The multiphase Strath Ossian Pluton was intruded into metasedimentary rocks of the Neoproterozoic Grampian and Appin groups (Grampian Highlands, Scotland) during Silurian or early Devonian times. Emplacement followed the main ductile tectono-thermal history of the area and took place during post-orogenic regional uplift and cooling. Early emplacement of dioritic magma in the northern part of the pluton resulted in migmatization of its immediate country rocks with the generation of new ductile structures. The main granodiorite was then emplaced with magma migrating towards the southeast where wall-rock stoping took place. Elsewhere the pluton created its own space with little stoping or veining. Thermal metamorphism caused by granodiorite emplacement resulted in the progressive development of the assemblage quartz -I-plagioclase + biotite + cordierite + andalusite + K-feldspar in the metapelitic country rocks. Six prograde mineral assemblage zones are identified in the aureole.

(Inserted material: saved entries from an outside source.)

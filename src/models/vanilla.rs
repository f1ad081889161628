//! Fine-grained state: vehicles move one map edge per transition.

use std::fmt;
use std::hash::{Hash, Hasher};
use std::sync::Arc;

use crate::error::{ConfigError, SearchError};
use crate::heuristics::{self, HeuristicKind};
use crate::transition::vanilla_successors;

use super::state::{check_cost, check_shape};
use super::{DeliveryState, Route, World};

/// A state in the one-hop-at-a-time model.
///
/// Besides locations and delivery flags, each vehicle may physically hold
/// one package. Equality compares current locations, delivery flags and
/// held packages.
///
/// # Examples
///
/// ```
/// use std::sync::Arc;
/// use u_delivery::graph::fixtures;
/// use u_delivery::models::{DeliveryState, VanillaState, World};
///
/// let (graph, pairs) = fixtures::triangle();
/// let world = Arc::new(World::new(1, 2, 3, graph, pairs).unwrap());
/// let initial = VanillaState::initial(world);
///
/// assert_eq!(initial.held(), &[None]);
/// // From the garage the single vehicle can step to vertex 1 or vertex 2.
/// assert!(initial.successors().all(|s| s.cost() > 0.0));
/// ```
#[derive(Clone)]
pub struct VanillaState {
    world: Arc<World>,
    vehicle_paths: Vec<Vec<usize>>,
    delivered: Vec<bool>,
    held: Vec<Option<usize>>,
    cost: f64,
}

impl VanillaState {
    /// The initial state: every vehicle at the garage and empty-handed.
    pub fn initial(world: Arc<World>) -> Self {
        let garage = world.garage();
        let vehicles = world.vehicle_count();
        let packages = world.package_count();
        Self {
            world,
            vehicle_paths: vec![vec![garage]; vehicles],
            delivered: vec![false; packages],
            held: vec![None; vehicles],
            cost: 0.0,
        }
    }

    /// Creates a state from explicit parts.
    ///
    /// # Errors
    ///
    /// Returns a [`ConfigError`] on any shape mismatch with the world, if
    /// `held` names an unknown package, or if `cost` is negative or not
    /// finite.
    pub fn new(
        world: Arc<World>,
        vehicle_paths: Vec<Vec<usize>>,
        delivered: Vec<bool>,
        held: Vec<Option<usize>>,
        cost: f64,
    ) -> Result<Self, ConfigError> {
        check_shape(&world, &vehicle_paths, &delivered)?;
        check_cost(cost)?;
        if held.len() != world.vehicle_count() {
            return Err(ConfigError::StateShape {
                what: "held slots",
                expected: world.vehicle_count(),
                actual: held.len(),
            });
        }
        if let Some(&package) = held.iter().flatten().find(|&&p| p >= world.package_count()) {
            return Err(ConfigError::UnknownPackage {
                package,
                package_count: world.package_count(),
            });
        }
        Ok(Self::from_parts(world, vehicle_paths, delivered, held, cost))
    }

    pub(crate) fn from_parts(
        world: Arc<World>,
        vehicle_paths: Vec<Vec<usize>>,
        delivered: Vec<bool>,
        held: Vec<Option<usize>>,
        cost: f64,
    ) -> Self {
        Self {
            world,
            vehicle_paths,
            delivered,
            held,
            cost,
        }
    }

    /// Package held by each vehicle, if any.
    pub fn held(&self) -> &[Option<usize>] {
        &self.held
    }

    /// Returns the vehicle currently holding `package`.
    pub fn holder(&self, package: usize) -> Option<usize> {
        self.held.iter().position(|&h| h == Some(package))
    }

    /// Shared handle to the world.
    pub fn world_handle(&self) -> &Arc<World> {
        &self.world
    }

    /// All vehicle paths.
    pub fn vehicle_paths(&self) -> &[Vec<usize>] {
        &self.vehicle_paths
    }

    fn locations(&self) -> impl Iterator<Item = usize> + '_ {
        self.vehicle_paths.iter().filter_map(|p| p.last().copied())
    }
}

impl DeliveryState for VanillaState {
    type Successors = std::vec::IntoIter<VanillaState>;

    const MODEL: &'static str = "vanilla";

    fn world(&self) -> &World {
        &self.world
    }

    fn vehicle_path(&self, vehicle: usize) -> Option<&[usize]> {
        self.vehicle_paths.get(vehicle).map(Vec::as_slice)
    }

    fn delivered(&self) -> &[bool] {
        &self.delivered
    }

    fn cost(&self) -> f64 {
        self.cost
    }

    fn successors(&self) -> Self::Successors {
        vanilla_successors(self).into_iter()
    }

    fn routes(&self) -> Vec<Route> {
        self.vehicle_paths
            .iter()
            .enumerate()
            .map(|(v, hops)| Route::from_hops(v, hops))
            .collect()
    }

    fn heuristic(kind: HeuristicKind) -> Result<fn(&Self) -> f64, SearchError> {
        match kind {
            HeuristicKind::SumOfEstimatedCost => {
                Ok(heuristics::sum_of_estimated_cost as fn(&Self) -> f64)
            }
            HeuristicKind::SumOfEstimatedCostScaled => {
                Ok(heuristics::sum_of_estimated_cost_scaled as fn(&Self) -> f64)
            }
            other => heuristics::generic(other).ok_or(SearchError::UnsupportedHeuristic {
                heuristic: other.name(),
                model: Self::MODEL,
            }),
        }
    }
}

impl PartialEq for VanillaState {
    fn eq(&self, other: &Self) -> bool {
        self.delivered == other.delivered
            && self.held == other.held
            && self.locations().eq(other.locations())
    }
}

impl Eq for VanillaState {}

impl Hash for VanillaState {
    fn hash<H: Hasher>(&self, state: &mut H) {
        for location in self.locations() {
            location.hash(state);
        }
        self.delivered.hash(state);
        self.held.hash(state);
    }
}

impl fmt::Debug for VanillaState {
    fn fmt(&self, f: &mut fmt::Formatter<'_>) -> fmt::Result {
        f.debug_struct("VanillaState")
            .field("vehicle_paths", &self.vehicle_paths)
            .field("delivered", &self.delivered)
            .field("held", &self.held)
            .field("cost", &self.cost)
            .finish()
    }
}

#[cfg(test)]
mod tests {
    use super::*;
    use crate::graph::fixtures;

    fn triangle_world() -> Arc<World> {
        let (graph, pairs) = fixtures::triangle();
        Arc::new(World::new(1, 2, 3, graph, pairs).expect("valid world"))
    }

    fn state(path: Vec<usize>, delivered: [bool; 2], held: Option<usize>, cost: f64) -> VanillaState {
        VanillaState::new(triangle_world(), vec![path], delivered.to_vec(), vec![held], cost)
            .expect("valid state")
    }

    #[test]
    fn test_equality_includes_held() {
        let empty = state(vec![0, 1], [false, false], None, 10.0);
        let holding = state(vec![0, 1], [false, false], Some(0), 10.0);
        let other_history = state(vec![0, 2, 1], [false, false], None, 50.0);
        assert_ne!(empty, holding);
        assert_eq!(empty, other_history);
    }

    #[test]
    fn test_goal() {
        assert!(state(vec![0, 1, 2, 0], [true, true], None, 60.0).is_goal());
        assert!(!state(vec![0, 1, 2], [true, true], None, 30.0).is_goal());
        assert!(!state(vec![0, 1, 0], [true, false], None, 20.0).is_goal());
    }

    #[test]
    fn test_new_rejects_bad_held() {
        let world = triangle_world();
        let err = VanillaState::new(world.clone(), vec![vec![0]], vec![false; 2], vec![], 0.0);
        assert!(matches!(err, Err(ConfigError::StateShape { what: "held slots", .. })));
        let err = VanillaState::new(world, vec![vec![0]], vec![false; 2], vec![Some(5)], 0.0);
        assert_eq!(
            err.unwrap_err(),
            ConfigError::UnknownPackage {
                package: 5,
                package_count: 2
            }
        );
    }

    #[test]
    fn test_new_rejects_invalid_cost() {
        let world = triangle_world();
        let err = VanillaState::new(world.clone(), vec![vec![0]], vec![false; 2], vec![None], -5.0);
        assert_eq!(err.unwrap_err(), ConfigError::InvalidCost(-5.0));
        let err = VanillaState::new(world, vec![vec![0]], vec![false; 2], vec![None], f64::NAN);
        assert!(matches!(err, Err(ConfigError::InvalidCost(c)) if c.is_nan()));
    }

    #[test]
    fn test_holder() {
        let s = state(vec![0, 1], [false, false], Some(0), 10.0);
        assert_eq!(s.holder(0), Some(0));
        assert_eq!(s.holder(1), None);
    }

    #[test]
    fn test_routes_are_hop_paths() {
        let s = state(vec![0, 1, 1, 2, 0], [true, true], None, 60.0);
        assert_eq!(s.routes()[0].vertices(), &[0, 1, 2, 0]);
    }

    #[test]
    fn test_vanilla_heuristics_resolve() {
        assert!(VanillaState::heuristic(HeuristicKind::SumOfEstimatedCostScaled).is_ok());
        assert!(VanillaState::heuristic(HeuristicKind::Zero).is_ok());
    }
}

Final emplacement of a marginal porphyritic microgranite was accompanied by the release of alkaline fluids into the thermal aureole. This produced sillimanite (fibrolite) in association with hydrous phases such as chlorite and white mica. The development of andalusite and cordierite-bearing assemblages is estimated to have occurred at temperatures of 650±50°C at an estimated pressure of 3.2 + 0.5 kbars. An approximately isobaric temperature change of 300 ±50 °C across the width of the main aureole is deduced. The migmatisation close to the plutons margins took place at temperatures of about 700 °C. An estimated depth of emplacement of about 11 km is obtained for the Strath Ossian Pluton. This implies considerable regional uplift both prior to, and immediately after its emplacement. Thus it has been estimated that at the peak of regional metamorphism, probably during the Ordovician Period, the country rocks were at a depth of 15 to 18.5 km, whereas the early Devonian dykes of the Etive dyke swarm, which cut the Strath Ossian Pluton, were emplaced at, or near surface.